(Entries taken from a collection)
--

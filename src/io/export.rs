//! Export frames to CSV.
//!
//! The export is meant to be easy to consume in spreadsheets or downstream
//! scripts: for an assembled item frame the `date` column comes first, then every
//! other column in frame order. Missing values are written as empty cells. Raw
//! tables (e.g. a generated dataset) are written as they are so they read back
//! exactly like the original inputs.

use std::fs::{self, File};
use std::io::Write;
use std::path::Path;

use polars::prelude::*;
use tracing::debug;

use crate::domain::frame::has_column;
use crate::domain::{schema, DataPaths, Dataset};
use crate::error::{TableError, TableResult};

/// Write `frame` (date first) to a CSV file at `path`.
pub fn write_table_csv(path: &Path, frame: &DataFrame) -> TableResult<()> {
    let file = create(path)?;
    write_table(file, frame, &path.display().to_string())
}

/// Write `frame` (date first) as CSV to any writer; `target` names it in errors.
pub fn write_table<W: Write>(writer: W, frame: &DataFrame, target: &str) -> TableResult<()> {
    let mut frame = date_first(frame)?;
    write_records(writer, &mut frame, target)
}

/// Write the raw tables of `dataset` into `dir` under the standard file names.
pub fn write_dataset(dataset: &Dataset, dir: &Path) -> TableResult<DataPaths> {
    fs::create_dir_all(dir).map_err(|source| TableError::Io {
        path: dir.display().to_string(),
        source,
    })?;
    let paths = DataPaths::in_dir(dir);

    let mut outputs = vec![
        (&paths.calendar, &dataset.calendar),
        (&paths.sales, &dataset.sales),
    ];
    if let (Some(path), Some(prices)) = (paths.prices.as_ref(), dataset.prices.as_ref()) {
        outputs.push((path, prices));
    }
    for (path, frame) in outputs {
        let file = create(path)?;
        write_records(file, &mut frame.clone(), &path.display().to_string())?;
        debug!(path = %path.display(), rows = frame.height(), cols = frame.width(), "wrote table");
    }

    Ok(DataPaths {
        prices: dataset.prices.as_ref().and(paths.prices.clone()),
        ..paths
    })
}

fn create(path: &Path) -> TableResult<File> {
    File::create(path).map_err(|source| TableError::Io {
        path: path.display().to_string(),
        source,
    })
}

fn date_first(frame: &DataFrame) -> TableResult<DataFrame> {
    if !has_column(frame, schema::DATE) {
        return Ok(frame.clone());
    }
    let mut order = vec![schema::DATE];
    order.extend(
        frame
            .get_column_names_str()
            .into_iter()
            .filter(|name| *name != schema::DATE),
    );
    Ok(frame.select(order)?)
}

fn write_records<W: Write>(mut writer: W, frame: &mut DataFrame, target: &str) -> TableResult<()> {
    CsvWriter::new(&mut writer)
        .include_header(true)
        .with_date_format(Some("%Y-%m-%d".to_string()))
        .finish(frame)
        .map_err(|source| TableError::Csv {
            path: target.to_string(),
            source,
        })?;
    writer.flush().map_err(|source| TableError::Io {
        path: target.to_string(),
        source,
    })
}

#[cfg(test)]
mod tests {
    use super::*;
    use chrono::NaiveDate;

    #[test]
    fn writes_date_then_columns() {
        let dates = vec![
            NaiveDate::from_ymd_opt(2011, 1, 29).unwrap(),
            NaiveDate::from_ymd_opt(2011, 1, 30).unwrap(),
        ];
        let frame = DataFrame::new(vec![
            Column::new("HOBBIES_1_001_CA_1_validation".into(), [Some(3i64), None]),
            Column::new("date".into(), dates),
        ])
        .unwrap();

        let mut buf = Vec::new();
        write_table(&mut buf, &frame, "mem").unwrap();
        let text = String::from_utf8(buf).unwrap();
        assert_eq!(
            text,
            "date,HOBBIES_1_001_CA_1_validation\n2011-01-29,3\n2011-01-30,\n"
        );
    }

    #[test]
    fn written_dataset_reads_back() {
        use crate::data::sample::{generate_dataset, SampleConfig};
        use crate::io::read_tables;

        let data = generate_dataset(&SampleConfig {
            days: 21,
            items: 2,
            ..SampleConfig::default()
        })
        .unwrap();
        let dir = std::env::temp_dir().join(format!("sts-dataset-{}", std::process::id()));

        let paths = write_dataset(&data, &dir).unwrap();
        let back = read_tables(&paths).unwrap();
        std::fs::remove_dir_all(&dir).ok();

        assert_eq!(back.calendar.shape(), data.calendar.shape());
        assert_eq!(back.sales.get_column_names(), data.sales.get_column_names());
        assert_eq!(back.sales, data.sales);
        assert_eq!(back.prices.map(|p| p.shape()), data.prices.map(|p| p.shape()));
    }
}
//! Table transforms and the timing wrapper that logs each of them.
//!
//! Every public transform runs through [`timed`], which measures wall-clock time
//! and emits one log line per call:
//!
//! ```text
//! clean_calendar took 1.204ms, shape = (1969, 17)
//! ```
//!
//! Errors from the wrapped function are returned unchanged and nothing is logged
//! for them.

use std::time::Instant;

use polars::prelude::DataFrame;
use tracing::info;

pub mod clean;
pub mod series;

pub use clean::*;
pub use series::*;

/// Anything with a `(rows, columns)` shape.
pub trait Shaped {
    fn shape(&self) -> (usize, usize);
}

impl Shaped for DataFrame {
    fn shape(&self) -> (usize, usize) {
        DataFrame::shape(self)
    }
}

/// Run `f`, then log its name, elapsed time, and the shape of its result.
pub fn timed<T, E, F>(name: &str, f: F) -> Result<T, E>
where
    T: Shaped,
    F: FnOnce() -> Result<T, E>,
{
    let tic = Instant::now();
    let result = f()?;
    let elapsed = tic.elapsed();

    let (rows, cols) = result.shape();
    info!(
        target: "sales_ts::transform",
        transform = name,
        elapsed_us = elapsed.as_micros() as u64,
        rows,
        cols,
        "{name} took {elapsed:?}, shape = ({rows}, {cols})"
    );
    Ok(result)
}

/// Wrap a single-frame transform so every call goes through [`timed`].
pub fn log_frame<F, E>(name: &'static str, f: F) -> impl Fn(DataFrame) -> Result<DataFrame, E>
where
    F: Fn(DataFrame) -> Result<DataFrame, E>,
{
    move |frame| timed(name, || f(frame))
}

#[cfg(test)]
mod tests {
    use super::*;
    use crate::error::TableError;
    use polars::prelude::*;

    fn small_frame() -> DataFrame {
        DataFrame::new(vec![Column::new("x".into(), [1i64, 2])]).unwrap()
    }

    #[test]
    fn timed_returns_the_wrapped_result_unchanged() {
        let frame = small_frame();
        let out: Result<DataFrame, TableError> = timed("identity", || Ok(frame.clone()));
        assert_eq!(out.unwrap(), frame);
    }

    #[test]
    fn timed_propagates_errors() {
        let out: Result<DataFrame, TableError> =
            timed("fails", || Err(TableError::MissingColumn("x".to_string())));
        assert!(matches!(out, Err(TableError::MissingColumn(_))));
    }

    #[test]
    fn log_frame_keeps_signature_and_behavior() {
        let drop_x = log_frame("drop_x", |frame: DataFrame| -> Result<DataFrame, TableError> {
            crate::domain::frame::column(&frame, "x")?;
            Ok(frame.drop("x")?)
        });
        let out = drop_x(small_frame()).unwrap();
        assert_eq!(out.width(), 0);
        assert!(matches!(drop_x(out), Err(TableError::MissingColumn(_))));
    }
}
//! Sample autocorrelation and partial autocorrelation.
//!
//! Both use biased (denominator `n`) autocovariances of the demeaned series, so
//! the implied autocorrelation matrix is always positive semi-definite.
//!
//! Confidence bands are 95% half-widths around zero:
//!
//! ```text
//! acf:   var[0] = 0, var[1] = 1/n, var[k] = (1 + 2 Σ_{j=1}^{k-1} acf[j]^2) / n   (Bartlett)
//! pacf:  ±z / √n for k ≥ 1
//! ```

use nalgebra::DVector;

use crate::math::{solve_least_squares, toeplitz};
use crate::stats::mean;

/// Two-sided 95% normal quantile.
pub const Z_95: f64 = 1.959_963_984_540_054;

/// Autocorrelation at lags `0..=nlags`.
///
/// A constant series has no variance to normalise by; its correlogram is 1 at
/// lag 0 and 0 elsewhere.
pub fn acf(values: &[f64], nlags: usize) -> Vec<f64> {
    let acov = autocovariance(values, nlags);
    let c0 = acov[0];
    let constant = values.windows(2).all(|w| w[0] == w[1]);
    if constant || c0 <= 0.0 {
        let mut out = vec![0.0; nlags + 1];
        out[0] = 1.0;
        return out;
    }
    acov.iter().map(|c| c / c0).collect()
}

/// Bartlett 95% half-widths for an autocorrelation computed from `n` values.
pub fn acf_band(acf: &[f64], n: usize) -> Vec<f64> {
    let n = n.max(1) as f64;
    let mut band = Vec::with_capacity(acf.len());
    let mut sum_sq = 0.0;
    for k in 0..acf.len() {
        let var = match k {
            0 => 0.0,
            _ => {
                if k >= 2 {
                    sum_sq += acf[k - 1] * acf[k - 1];
                }
                (1.0 + 2.0 * sum_sq) / n
            }
        };
        band.push(Z_95 * var.sqrt());
    }
    band
}

/// Partial autocorrelation at lags `0..=nlags` via Yule-Walker.
///
/// For each lag `k` the order-`k` system `R_k φ = r_k` is solved and `φ_k` is the
/// partial autocorrelation. Systems that cannot be solved robustly yield 0.
pub fn pacf(values: &[f64], nlags: usize) -> Vec<f64> {
    let rho = acf(values, nlags);
    let mut out = Vec::with_capacity(nlags + 1);
    out.push(1.0);
    for k in 1..=nlags {
        let r = toeplitz(&rho[..k]);
        let rhs = DVector::from_column_slice(&rho[1..=k]);
        let phi = solve_least_squares(&r, &rhs)
            .map(|phi| phi[k - 1])
            .unwrap_or(0.0);
        out.push(phi);
    }
    out
}

/// 95% half-widths for a partial autocorrelation from `n` values.
pub fn pacf_band(n: usize, nlags: usize) -> Vec<f64> {
    let half = Z_95 / (n.max(1) as f64).sqrt();
    (0..=nlags).map(|k| if k == 0 { 0.0 } else { half }).collect()
}

fn autocovariance(values: &[f64], nlags: usize) -> Vec<f64> {
    let n = values.len();
    if n == 0 {
        return vec![0.0; nlags + 1];
    }
    let mu = mean(values);
    let dev: Vec<f64> = values.iter().map(|v| v - mu).collect();
    (0..=nlags)
        .map(|k| {
            if k >= n {
                return 0.0;
            }
            dev.iter().zip(&dev[k..]).map(|(a, b)| a * b).sum::<f64>() / n as f64
        })
        .collect()
}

--

If a line of the records above holds the word "that", show it.

//! Table transforms and the timing wrapper that logs each of them.
/// partial autocorrelation. Systems that cannot be solved robustly yield 0.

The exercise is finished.